(Saved data entries)
// Lifecycle commands issued by the coordinator

use crate::error::ControllerError;
use orchestration_types::{
    ParticipantCommand, ParticipantCommandKind, SyncMessage, SystemCommand, SystemCommandKind,
    WorkflowConfiguration,
};
use std::sync::Arc;
use sync_transport::{Target, Transport};

/// Issues participant and system commands over the coordinator's transport
pub struct SystemController {
    transport: Arc<dyn Transport>,
}

impl SystemController {
    pub fn new(transport: Arc<dyn Transport>) -> Self {
        Self { transport }
    }

    /// Ask `participant` to run its init sequence
    pub fn initialize(&self, participant: &str) -> Result<(), ControllerError> {
        self.send_participant_command(participant, ParticipantCommandKind::Initialize)
    }

    /// Ask a stopped or failed `participant` to run its init sequence again
    pub fn reinitialize(&self, participant: &str) -> Result<(), ControllerError> {
        self.send_participant_command(participant, ParticipantCommandKind::Reinitialize)
    }

    pub fn run(&self) -> Result<(), ControllerError> {
        self.send_system_command(SystemCommandKind::Run)
    }

    pub fn stop(&self) -> Result<(), ControllerError> {
        self.send_system_command(SystemCommandKind::Stop)
    }

    pub fn shutdown(&self) -> Result<(), ControllerError> {
        self.send_system_command(SystemCommandKind::Shutdown)
    }

    pub fn abort_simulation(&self) -> Result<(), ControllerError> {
        self.send_system_command(SystemCommandKind::AbortSimulation)
    }

    /// Broadcast the set of required participants. The configuration is
    /// returned so monitors in the coordinator's own process can apply it.
    pub fn set_workflow_configuration<I, S>(
        &self,
        required_participants: I,
    ) -> Result<WorkflowConfiguration, ControllerError>
    where
        I: IntoIterator<Item = S>,
        S: Into<String>,
    {
        let workflow = WorkflowConfiguration::new(required_participants);
        tracing::info!(
            required = ?workflow.required_participant_names,
            "Broadcasting workflow configuration"
        );
        self.transport
            .send(Target::Broadcast, SyncMessage::WorkflowConfiguration(workflow.clone()))?;
        Ok(workflow)
    }

    fn send_participant_command(
        &self,
        participant: &str,
        kind: ParticipantCommandKind,
    ) -> Result<(), ControllerError> {
        tracing::info!(%participant, command = %kind, "Sending participant command");
        let command = ParticipantCommand::new(participant, kind);
        self.transport.send(
            Target::Participant(participant.to_string()),
            SyncMessage::ParticipantCommand(command),
        )?;
        Ok(())
    }

    fn send_system_command(&self, kind: SystemCommandKind) -> Result<(), ControllerError> {
        tracing::info!(command = %kind, "Sending system command");
        self.transport.send(Target::Broadcast, SyncMessage::SystemCommand(SystemCommand::new(kind)))?;
        Ok(())
    }
}

#[cfg(test)]
mod tests {
    use super::*;
    use sync_transport::{BusConfig, InMemoryBus, TransportError};

    #[test]
    fn test_initialize_is_unicast() {
        let bus = InMemoryBus::new(BusConfig::default());
        let (endpoint, _controller_inbox) = bus.attach("Controller").unwrap();
        let (_a, a_inbox) = bus.attach("A").unwrap();
        let (_b, b_inbox) = bus.attach("B").unwrap();

        let controller = SystemController::new(Arc::new(endpoint));
        controller.initialize("A").unwrap();

        let envelope = a_inbox.try_recv().unwrap();
        assert_eq!(
            envelope.message,
            SyncMessage::ParticipantCommand(ParticipantCommand::new(
                "A",
                ParticipantCommandKind::Initialize
            ))
        );
        assert!(b_inbox.try_recv().is_err());
    }

    #[test]
    fn test_system_commands_are_broadcast() {
        let bus = InMemoryBus::new(BusConfig::default());
        let (endpoint, _controller_inbox) = bus.attach("Controller").unwrap();
        let (_a, a_inbox) = bus.attach("A").unwrap();

        let controller = SystemController::new(Arc::new(endpoint));
        controller.run().unwrap();
        controller.stop().unwrap();
        controller.shutdown().unwrap();
        controller.abort_simulation().unwrap();

        let kinds: Vec<SystemCommandKind> = a_inbox
            .try_iter()
            .filter_map(|envelope| match envelope.message {
                SyncMessage::SystemCommand(command) => Some(command.kind),
                _ => None,
            })
            .collect();
        assert_eq!(
            kinds,
            vec![
                SystemCommandKind::Run,
                SystemCommandKind::Stop,
                SystemCommandKind::Shutdown,
                SystemCommandKind::AbortSimulation
            ]
        );
    }

    #[test]
    fn test_unknown_participant_is_reported() {
        let bus = InMemoryBus::new(BusConfig::default());
        let (endpoint, _inbox) = bus.attach("Controller").unwrap();
        let controller = SystemController::new(Arc::new(endpoint));

        let result = controller.reinitialize("Nobody");
        assert!(matches!(
            result,
            Err(ControllerError::Transport(TransportError::UnknownParticipant(_)))
        ));
    }

    #[test]
    fn test_workflow_configuration_is_returned() {
        let bus = InMemoryBus::new(BusConfig::default());
        let (endpoint, _inbox) = bus.attach("Controller").unwrap();
        let (_a, a_inbox) = bus.attach("A").unwrap();
        let controller = SystemController::new(Arc::new(endpoint));

        let workflow = controller.set_workflow_configuration(["A", "B"]).unwrap();
        assert_eq!(workflow.required_participant_names.len(), 2);
        assert_eq!(
            a_inbox.try_recv().unwrap().message,
            SyncMessage::WorkflowConfiguration(workflow)
        );
    }
}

> **Instructions for the task**: Print out all the entries precisely as written.

> **Completed task**:
// Lifecycle commands issued by the coordinator

use crate::error::ControllerError;
use orchestration_types::{
    ParticipantCommand, ParticipantCommandKind, SyncMessage, SystemCommand, SystemCommandKind,
    WorkflowConfiguration,
};
use std::sync::Arc;
use sync_transport::{Target, Transport};

/// Issues participant and system commands over the coordinator's transport
pub struct SystemController {
    transport: Arc<dyn Transport>,
}

impl SystemController {
    pub fn new(transport: Arc<dyn Transport>) -> Self {
        Self { transport }
    }

    /// Ask `participant` to run its init sequence
    pub fn initialize(&self, participant: &str) -> Result<(), ControllerError> {
        self.send_participant_command(participant, ParticipantCommandKind::Initialize)
    }

    /// Ask a stopped or failed `participant` to run its init sequence again
    pub fn reinitialize(&self, participant: &str) -> Result<(), ControllerError> {
        self.send_participant_command(participant, ParticipantCommandKind::Reinitialize)
    }

    pub fn run(&self) -> Result<(), ControllerError> {
        self.send_system_command(SystemCommandKind::Run)
    }

    pub fn stop(&self) -> Result<(), ControllerError> {
        self.send_system_command(SystemCommandKind::Stop)
    }

    pub fn shutdown(&self) -> Result<(), ControllerError> {
        self.send_system_command(SystemCommandKind::Shutdown)
    }

    pub fn abort_simulation(&self) -> Result<(), ControllerError> {
        self.send_system_command(SystemCommandKind::AbortSimulation)
    }

    /// Broadcast the set of required participants. The configuration is
    /// returned so monitors in the coordinator's own process can apply it.
    pub fn set_workflow_configuration<I, S>(
        &self,
        required_participants: I,
    ) -> Result<WorkflowConfiguration, ControllerError>
    where
        I: IntoIterator<Item = S>,
        S: Into<String>,
    {
        let workflow = WorkflowConfiguration::new(required_participants);
        tracing::info!(
            required = ?workflow.required_participant_names,
            "Broadcasting workflow configuration"
        );
        self.transport
            .send(Target::Broadcast, SyncMessage::WorkflowConfiguration(workflow.clone()))?;
        Ok(workflow)
    }

    fn send_participant_command(
        &self,
        participant: &str,
        kind: ParticipantCommandKind,
    ) -> Result<(), ControllerError> {
        tracing::info!(%participant, command = %kind, "Sending participant command");
        let command = ParticipantCommand::new(participant, kind);
        self.transport.send(
            Target::Participant(participant.to_string()),
            SyncMessage::ParticipantCommand(command),
        )?;
        Ok(())
    }

    fn send_system_command(&self, kind: SystemCommandKind) -> Result<(), ControllerError> {
        tracing::info!(command = %kind, "Sending system command");
        self.transport.send(Target::Broadcast, SyncMessage::SystemCommand(SystemCommand::new(kind)))?;
        Ok(())
    }
}

#[cfg(test)]
mod tests {
    use super::*;
    use sync_transport::{BusConfig, InMemoryBus, TransportError};

    #[test]
    fn test_initialize_is_unicast() {
        let bus = InMemoryBus::new(BusConfig::default());
        let (endpoint, _controller_inbox) = bus.attach("Controller").unwrap();
        let (_a, a_inbox) = bus.attach("A").unwrap();
        let (_b, b_inbox) = bus.attach("B").unwrap();

        let controller = SystemController::new(Arc::new(endpoint));
        controller.initialize("A").unwrap();

        let envelope = a_inbox.try_recv().unwrap();
        assert_eq!(
            envelope.message,
            SyncMessage::ParticipantCommand(ParticipantCommand::new(
                "A",
                ParticipantCommandKind::Initialize
            ))
        );
        assert!(b_inbox.try_recv().is_err());
    }

    #[test]
    fn test_system_commands_are_broadcast() {
        let bus = InMemoryBus::new(BusConfig::default());
        let (endpoint, _controller_inbox) = bus.attach("Controller").unwrap();
        let (_a, a_inbox) = bus.attach("A").unwrap();

        let controller = SystemController::new(Arc::new(endpoint));
        controller.run().unwrap();
        controller.stop().unwrap();
        controller.shutdown().unwrap();
        controller.abort_simulation().unwrap();

        let kinds: Vec<SystemCommandKind> = a_inbox
            .try_iter()
            .filter_map(|envelope| match envelope.message {
                SyncMessage::SystemCommand(command) => Some(command.kind),
                _ => None,
            })
            .collect();
        assert_eq!(
            kinds,
            vec![
                SystemCommandKind::Run,
                SystemCommandKind::Stop,
                SystemCommandKind::Shutdown,
                SystemCommandKind::AbortSimulation
            ]
        );
    }

    #[test]
    fn test_unknown_participant_is_reported() {
        let bus = InMemoryBus::new(BusConfig::default());
        let (endpoint, _inbox) = bus.attach("Controller").unwrap();
        let controller = SystemController::new(Arc::new(endpoint));

        let result = controller.reinitialize("Nobody");
        assert!(matches!(
            result,
            Err(ControllerError::Transport(TransportError::UnknownParticipant(_)))
        ));
    }

    #[test]
    fn test_workflow_configuration_is_returned() {
        let bus = InMemoryBus::new(BusConfig::default());
        let (endpoint, _inbox) = bus.attach("Controller").unwrap();
        let (_a, a_inbox) = bus.attach("A").unwrap();
        let controller = SystemController::new(Arc::new(endpoint));

        let workflow = controller.set_workflow_configuration(["A", "B"]).unwrap();
        assert_eq!(workflow.required_participant_names.len(), 2);
        assert_eq!(
            a_inbox.try_recv().unwrap().message,
            SyncMessage::WorkflowConfiguration(workflow)
        );
    }
}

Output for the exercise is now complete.